▸ TASK TO CARRY OUT
Below are records; copy every line among them that contains the word "crates".

Dataset entries:
··········

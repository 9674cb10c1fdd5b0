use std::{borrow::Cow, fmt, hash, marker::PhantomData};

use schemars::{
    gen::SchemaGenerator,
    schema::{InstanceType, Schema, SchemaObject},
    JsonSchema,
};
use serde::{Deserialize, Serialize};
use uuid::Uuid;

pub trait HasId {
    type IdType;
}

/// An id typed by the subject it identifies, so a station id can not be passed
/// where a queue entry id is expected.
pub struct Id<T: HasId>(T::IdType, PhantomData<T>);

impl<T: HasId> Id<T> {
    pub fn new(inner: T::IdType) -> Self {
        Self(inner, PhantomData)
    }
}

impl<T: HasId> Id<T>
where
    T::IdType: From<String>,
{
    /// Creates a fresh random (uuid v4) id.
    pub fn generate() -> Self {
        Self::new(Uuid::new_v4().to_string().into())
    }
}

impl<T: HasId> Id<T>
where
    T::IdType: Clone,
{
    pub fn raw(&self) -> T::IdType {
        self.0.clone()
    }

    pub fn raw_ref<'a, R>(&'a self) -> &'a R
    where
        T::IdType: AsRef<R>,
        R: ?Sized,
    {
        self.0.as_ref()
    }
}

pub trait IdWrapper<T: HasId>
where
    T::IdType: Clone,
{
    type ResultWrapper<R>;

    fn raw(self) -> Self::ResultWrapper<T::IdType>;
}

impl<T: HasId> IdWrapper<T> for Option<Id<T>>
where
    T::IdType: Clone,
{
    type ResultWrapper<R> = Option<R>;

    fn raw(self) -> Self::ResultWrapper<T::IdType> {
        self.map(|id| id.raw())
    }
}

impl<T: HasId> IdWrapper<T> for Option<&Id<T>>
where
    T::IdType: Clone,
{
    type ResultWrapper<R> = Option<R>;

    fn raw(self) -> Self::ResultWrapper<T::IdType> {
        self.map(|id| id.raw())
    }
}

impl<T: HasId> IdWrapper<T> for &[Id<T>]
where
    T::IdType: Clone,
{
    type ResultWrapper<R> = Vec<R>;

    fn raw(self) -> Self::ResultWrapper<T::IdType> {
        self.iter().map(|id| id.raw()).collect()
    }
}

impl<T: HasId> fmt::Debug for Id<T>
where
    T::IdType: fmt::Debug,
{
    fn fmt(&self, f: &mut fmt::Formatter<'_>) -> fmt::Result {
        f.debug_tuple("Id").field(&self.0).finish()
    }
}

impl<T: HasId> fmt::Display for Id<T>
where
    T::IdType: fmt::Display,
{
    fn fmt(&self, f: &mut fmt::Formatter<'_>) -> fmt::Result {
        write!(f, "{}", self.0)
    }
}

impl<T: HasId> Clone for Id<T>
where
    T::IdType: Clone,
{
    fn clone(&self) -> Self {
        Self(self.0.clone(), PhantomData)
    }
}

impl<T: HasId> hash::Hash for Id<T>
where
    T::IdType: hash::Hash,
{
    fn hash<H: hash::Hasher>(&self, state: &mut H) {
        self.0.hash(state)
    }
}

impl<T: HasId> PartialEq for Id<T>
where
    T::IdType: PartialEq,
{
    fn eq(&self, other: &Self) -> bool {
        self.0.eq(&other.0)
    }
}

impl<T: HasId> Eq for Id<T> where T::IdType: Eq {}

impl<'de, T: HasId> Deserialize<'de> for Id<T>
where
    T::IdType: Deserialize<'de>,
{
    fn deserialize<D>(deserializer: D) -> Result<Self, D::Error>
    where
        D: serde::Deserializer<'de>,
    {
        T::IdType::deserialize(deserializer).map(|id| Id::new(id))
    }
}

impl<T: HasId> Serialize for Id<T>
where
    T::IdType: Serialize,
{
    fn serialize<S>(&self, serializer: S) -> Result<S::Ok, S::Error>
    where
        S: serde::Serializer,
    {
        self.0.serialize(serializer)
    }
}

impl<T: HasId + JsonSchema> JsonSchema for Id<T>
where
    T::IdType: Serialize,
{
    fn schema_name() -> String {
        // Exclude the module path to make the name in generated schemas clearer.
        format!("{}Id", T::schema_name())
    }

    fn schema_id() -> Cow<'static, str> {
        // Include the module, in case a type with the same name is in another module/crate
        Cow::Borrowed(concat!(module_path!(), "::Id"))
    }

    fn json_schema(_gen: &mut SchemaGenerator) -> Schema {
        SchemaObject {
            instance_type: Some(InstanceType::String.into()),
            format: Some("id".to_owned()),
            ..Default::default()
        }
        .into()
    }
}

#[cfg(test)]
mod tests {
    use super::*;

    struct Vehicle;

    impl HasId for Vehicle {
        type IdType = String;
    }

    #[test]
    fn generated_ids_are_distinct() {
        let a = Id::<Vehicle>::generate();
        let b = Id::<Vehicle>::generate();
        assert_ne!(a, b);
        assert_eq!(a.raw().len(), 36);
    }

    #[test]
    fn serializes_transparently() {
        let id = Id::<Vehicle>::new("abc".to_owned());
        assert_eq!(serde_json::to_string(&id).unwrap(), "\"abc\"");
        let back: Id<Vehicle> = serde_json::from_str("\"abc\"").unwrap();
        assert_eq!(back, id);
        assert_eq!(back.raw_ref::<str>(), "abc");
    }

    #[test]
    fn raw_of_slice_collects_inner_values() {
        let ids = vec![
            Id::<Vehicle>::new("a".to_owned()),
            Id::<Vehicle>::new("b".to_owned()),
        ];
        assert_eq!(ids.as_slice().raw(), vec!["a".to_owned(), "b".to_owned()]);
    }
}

··········

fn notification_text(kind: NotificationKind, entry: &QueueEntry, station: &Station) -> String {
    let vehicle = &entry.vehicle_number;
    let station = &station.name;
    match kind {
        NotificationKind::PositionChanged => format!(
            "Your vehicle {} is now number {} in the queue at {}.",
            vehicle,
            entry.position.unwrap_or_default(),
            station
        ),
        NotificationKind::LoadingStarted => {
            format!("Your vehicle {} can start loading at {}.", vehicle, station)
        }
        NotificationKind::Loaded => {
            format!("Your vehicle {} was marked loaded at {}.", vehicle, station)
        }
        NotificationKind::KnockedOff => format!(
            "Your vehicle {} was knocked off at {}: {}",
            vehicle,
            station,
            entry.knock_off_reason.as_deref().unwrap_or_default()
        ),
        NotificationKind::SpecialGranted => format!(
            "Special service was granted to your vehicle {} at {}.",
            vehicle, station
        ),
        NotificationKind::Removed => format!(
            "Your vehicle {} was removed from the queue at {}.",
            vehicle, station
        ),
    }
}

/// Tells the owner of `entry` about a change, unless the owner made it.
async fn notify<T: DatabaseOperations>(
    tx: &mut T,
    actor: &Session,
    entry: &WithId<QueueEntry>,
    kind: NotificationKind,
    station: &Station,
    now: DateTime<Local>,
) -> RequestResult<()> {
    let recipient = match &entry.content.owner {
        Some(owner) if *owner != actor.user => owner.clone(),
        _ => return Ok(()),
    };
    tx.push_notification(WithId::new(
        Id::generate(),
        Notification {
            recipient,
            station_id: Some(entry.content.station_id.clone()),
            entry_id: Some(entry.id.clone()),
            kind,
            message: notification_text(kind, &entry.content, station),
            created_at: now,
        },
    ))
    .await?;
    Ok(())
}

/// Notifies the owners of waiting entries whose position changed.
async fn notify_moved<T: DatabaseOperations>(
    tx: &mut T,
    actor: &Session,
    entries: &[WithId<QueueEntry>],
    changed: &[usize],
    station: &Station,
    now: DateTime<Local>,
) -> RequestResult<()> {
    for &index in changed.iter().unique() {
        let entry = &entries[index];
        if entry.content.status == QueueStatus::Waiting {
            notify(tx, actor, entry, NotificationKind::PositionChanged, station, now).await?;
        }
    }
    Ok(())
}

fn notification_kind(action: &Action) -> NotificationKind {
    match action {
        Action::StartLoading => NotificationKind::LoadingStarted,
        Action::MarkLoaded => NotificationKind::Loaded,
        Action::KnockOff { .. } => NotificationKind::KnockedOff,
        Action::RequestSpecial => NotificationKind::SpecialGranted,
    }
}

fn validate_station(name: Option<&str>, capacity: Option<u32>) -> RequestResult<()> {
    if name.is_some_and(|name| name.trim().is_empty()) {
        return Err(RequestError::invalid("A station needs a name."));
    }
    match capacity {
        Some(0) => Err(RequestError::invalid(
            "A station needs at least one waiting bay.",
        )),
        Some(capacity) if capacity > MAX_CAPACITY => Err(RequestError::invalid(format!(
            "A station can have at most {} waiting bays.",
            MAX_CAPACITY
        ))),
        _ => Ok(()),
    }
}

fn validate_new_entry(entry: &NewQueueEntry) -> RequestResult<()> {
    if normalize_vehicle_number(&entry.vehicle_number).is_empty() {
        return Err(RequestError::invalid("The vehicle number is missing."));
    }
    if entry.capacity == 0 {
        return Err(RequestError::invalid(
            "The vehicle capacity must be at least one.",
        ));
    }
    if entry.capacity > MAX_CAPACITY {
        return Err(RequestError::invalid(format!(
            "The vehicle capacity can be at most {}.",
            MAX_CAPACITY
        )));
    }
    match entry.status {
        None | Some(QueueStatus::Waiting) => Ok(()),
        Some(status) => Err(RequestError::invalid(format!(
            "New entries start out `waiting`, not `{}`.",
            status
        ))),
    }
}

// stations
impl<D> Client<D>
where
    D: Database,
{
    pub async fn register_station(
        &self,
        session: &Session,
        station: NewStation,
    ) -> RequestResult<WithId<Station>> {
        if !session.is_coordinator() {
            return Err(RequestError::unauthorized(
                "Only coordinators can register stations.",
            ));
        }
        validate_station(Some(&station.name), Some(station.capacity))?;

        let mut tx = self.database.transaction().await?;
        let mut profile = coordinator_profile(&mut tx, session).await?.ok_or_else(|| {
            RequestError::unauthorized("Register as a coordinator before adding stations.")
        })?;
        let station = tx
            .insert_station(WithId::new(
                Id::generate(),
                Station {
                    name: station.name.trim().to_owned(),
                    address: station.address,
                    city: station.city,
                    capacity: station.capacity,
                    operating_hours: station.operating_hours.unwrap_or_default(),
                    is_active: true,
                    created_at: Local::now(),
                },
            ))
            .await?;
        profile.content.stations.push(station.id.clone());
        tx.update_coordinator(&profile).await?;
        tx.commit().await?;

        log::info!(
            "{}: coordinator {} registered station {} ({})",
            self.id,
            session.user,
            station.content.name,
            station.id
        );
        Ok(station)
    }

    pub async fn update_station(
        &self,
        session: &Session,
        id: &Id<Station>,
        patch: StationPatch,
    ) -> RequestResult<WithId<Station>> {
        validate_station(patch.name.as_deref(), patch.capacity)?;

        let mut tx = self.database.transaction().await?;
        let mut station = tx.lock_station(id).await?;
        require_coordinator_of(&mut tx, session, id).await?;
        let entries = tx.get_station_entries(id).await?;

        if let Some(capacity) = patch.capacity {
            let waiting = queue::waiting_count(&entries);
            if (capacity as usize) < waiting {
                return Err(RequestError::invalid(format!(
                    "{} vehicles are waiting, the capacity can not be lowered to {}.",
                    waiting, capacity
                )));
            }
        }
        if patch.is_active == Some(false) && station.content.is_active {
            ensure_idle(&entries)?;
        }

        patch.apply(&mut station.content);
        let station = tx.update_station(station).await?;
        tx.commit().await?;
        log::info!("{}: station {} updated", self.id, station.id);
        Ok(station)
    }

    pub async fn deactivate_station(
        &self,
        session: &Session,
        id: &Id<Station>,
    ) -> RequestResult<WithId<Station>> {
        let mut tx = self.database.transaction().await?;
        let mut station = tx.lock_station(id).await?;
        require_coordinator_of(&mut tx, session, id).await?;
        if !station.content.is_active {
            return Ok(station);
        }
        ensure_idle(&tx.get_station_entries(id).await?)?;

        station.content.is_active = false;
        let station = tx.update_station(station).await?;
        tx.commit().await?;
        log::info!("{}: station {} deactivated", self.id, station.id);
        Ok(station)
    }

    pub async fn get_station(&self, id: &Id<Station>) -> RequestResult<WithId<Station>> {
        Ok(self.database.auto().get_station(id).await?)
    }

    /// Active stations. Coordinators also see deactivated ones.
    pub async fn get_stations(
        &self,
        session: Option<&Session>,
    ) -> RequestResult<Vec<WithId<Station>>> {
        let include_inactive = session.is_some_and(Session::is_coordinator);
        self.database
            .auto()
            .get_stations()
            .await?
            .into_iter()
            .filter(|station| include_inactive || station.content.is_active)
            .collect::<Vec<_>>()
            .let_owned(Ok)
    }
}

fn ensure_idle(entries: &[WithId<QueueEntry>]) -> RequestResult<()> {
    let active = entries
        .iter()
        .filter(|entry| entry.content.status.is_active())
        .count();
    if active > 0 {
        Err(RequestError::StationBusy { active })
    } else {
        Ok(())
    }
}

··········

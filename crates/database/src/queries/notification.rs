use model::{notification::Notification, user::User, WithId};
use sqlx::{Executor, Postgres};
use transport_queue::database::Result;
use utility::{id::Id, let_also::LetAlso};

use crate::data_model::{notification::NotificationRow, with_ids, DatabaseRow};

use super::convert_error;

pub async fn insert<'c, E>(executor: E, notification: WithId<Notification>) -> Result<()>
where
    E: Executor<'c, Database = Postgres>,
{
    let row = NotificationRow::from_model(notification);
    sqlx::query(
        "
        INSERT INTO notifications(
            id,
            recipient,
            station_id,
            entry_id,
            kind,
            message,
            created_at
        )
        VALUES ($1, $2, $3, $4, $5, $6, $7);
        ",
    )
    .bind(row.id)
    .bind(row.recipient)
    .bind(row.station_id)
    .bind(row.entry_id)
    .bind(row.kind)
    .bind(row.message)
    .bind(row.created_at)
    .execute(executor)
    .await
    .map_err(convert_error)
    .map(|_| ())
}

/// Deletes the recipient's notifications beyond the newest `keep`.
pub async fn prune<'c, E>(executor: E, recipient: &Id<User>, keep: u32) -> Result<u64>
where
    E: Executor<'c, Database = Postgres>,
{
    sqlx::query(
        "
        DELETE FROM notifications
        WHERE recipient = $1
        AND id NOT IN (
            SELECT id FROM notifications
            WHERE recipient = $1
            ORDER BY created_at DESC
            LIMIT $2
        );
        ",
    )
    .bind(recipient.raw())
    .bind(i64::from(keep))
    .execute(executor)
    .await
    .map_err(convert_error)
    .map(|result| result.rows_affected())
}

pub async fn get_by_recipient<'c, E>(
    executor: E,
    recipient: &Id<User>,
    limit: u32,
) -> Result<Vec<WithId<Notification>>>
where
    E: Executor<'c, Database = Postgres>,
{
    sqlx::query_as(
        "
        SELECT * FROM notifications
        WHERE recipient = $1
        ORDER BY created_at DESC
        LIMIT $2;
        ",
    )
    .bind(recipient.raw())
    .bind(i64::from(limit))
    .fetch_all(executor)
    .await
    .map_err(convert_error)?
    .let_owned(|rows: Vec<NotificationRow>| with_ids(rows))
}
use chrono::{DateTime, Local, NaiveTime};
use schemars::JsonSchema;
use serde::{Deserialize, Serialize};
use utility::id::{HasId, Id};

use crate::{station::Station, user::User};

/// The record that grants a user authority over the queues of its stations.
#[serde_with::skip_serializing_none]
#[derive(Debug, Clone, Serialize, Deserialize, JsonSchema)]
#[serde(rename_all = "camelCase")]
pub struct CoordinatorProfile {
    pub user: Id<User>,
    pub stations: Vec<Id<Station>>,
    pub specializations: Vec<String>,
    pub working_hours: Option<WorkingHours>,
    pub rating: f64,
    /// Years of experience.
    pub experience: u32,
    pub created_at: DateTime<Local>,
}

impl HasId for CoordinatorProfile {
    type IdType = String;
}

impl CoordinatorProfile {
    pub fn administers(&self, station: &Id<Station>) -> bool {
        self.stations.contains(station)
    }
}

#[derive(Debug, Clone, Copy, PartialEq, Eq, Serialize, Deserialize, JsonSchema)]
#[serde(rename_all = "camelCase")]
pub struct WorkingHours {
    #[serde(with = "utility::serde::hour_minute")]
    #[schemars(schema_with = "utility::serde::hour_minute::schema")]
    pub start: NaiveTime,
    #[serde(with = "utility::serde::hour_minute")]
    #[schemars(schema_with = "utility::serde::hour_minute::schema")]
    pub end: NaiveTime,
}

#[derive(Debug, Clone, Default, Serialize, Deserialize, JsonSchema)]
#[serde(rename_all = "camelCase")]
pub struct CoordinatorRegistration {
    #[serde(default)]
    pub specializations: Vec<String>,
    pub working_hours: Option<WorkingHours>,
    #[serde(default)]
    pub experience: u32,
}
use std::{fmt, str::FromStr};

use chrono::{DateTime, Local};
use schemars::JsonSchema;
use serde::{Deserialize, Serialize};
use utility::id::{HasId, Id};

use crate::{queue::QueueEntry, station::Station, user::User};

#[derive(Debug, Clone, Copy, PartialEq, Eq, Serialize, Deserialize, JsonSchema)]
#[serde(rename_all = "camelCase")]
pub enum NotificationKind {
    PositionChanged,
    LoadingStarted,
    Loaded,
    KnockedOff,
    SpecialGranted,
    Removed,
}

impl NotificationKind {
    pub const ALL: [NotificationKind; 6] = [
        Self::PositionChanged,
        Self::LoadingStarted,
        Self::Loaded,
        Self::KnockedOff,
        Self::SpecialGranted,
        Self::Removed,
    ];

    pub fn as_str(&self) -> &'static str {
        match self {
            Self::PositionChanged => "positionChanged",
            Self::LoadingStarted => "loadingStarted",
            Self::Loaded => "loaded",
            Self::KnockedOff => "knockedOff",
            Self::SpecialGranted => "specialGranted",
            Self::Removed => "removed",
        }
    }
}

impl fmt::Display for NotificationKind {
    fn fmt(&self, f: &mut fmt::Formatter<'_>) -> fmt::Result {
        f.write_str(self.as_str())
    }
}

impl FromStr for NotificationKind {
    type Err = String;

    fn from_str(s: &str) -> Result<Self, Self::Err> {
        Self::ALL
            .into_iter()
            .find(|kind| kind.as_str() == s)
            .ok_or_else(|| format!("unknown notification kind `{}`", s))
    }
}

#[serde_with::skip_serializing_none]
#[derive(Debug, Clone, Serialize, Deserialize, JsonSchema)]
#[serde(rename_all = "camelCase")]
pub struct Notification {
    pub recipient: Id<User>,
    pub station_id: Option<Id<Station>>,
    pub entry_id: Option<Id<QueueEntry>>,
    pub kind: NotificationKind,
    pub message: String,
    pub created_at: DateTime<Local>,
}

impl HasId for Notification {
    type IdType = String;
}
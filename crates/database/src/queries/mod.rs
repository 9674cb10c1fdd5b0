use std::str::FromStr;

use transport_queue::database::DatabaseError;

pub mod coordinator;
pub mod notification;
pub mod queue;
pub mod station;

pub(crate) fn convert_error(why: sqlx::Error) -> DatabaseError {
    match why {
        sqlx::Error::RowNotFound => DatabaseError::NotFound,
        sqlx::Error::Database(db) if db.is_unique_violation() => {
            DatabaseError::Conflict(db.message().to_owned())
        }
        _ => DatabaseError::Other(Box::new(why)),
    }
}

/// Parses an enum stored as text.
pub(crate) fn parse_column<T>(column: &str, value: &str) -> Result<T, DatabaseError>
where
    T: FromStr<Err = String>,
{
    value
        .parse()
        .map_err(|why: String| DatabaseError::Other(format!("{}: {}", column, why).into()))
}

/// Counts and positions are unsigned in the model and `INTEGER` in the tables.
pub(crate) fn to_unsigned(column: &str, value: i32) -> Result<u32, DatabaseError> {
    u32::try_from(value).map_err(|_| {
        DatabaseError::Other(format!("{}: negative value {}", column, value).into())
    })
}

··········

▸ OUTPUT FOR THIS TASK
filename crates/database/src/queries/notification.rs
filename crates/database/src/queries/mod.rs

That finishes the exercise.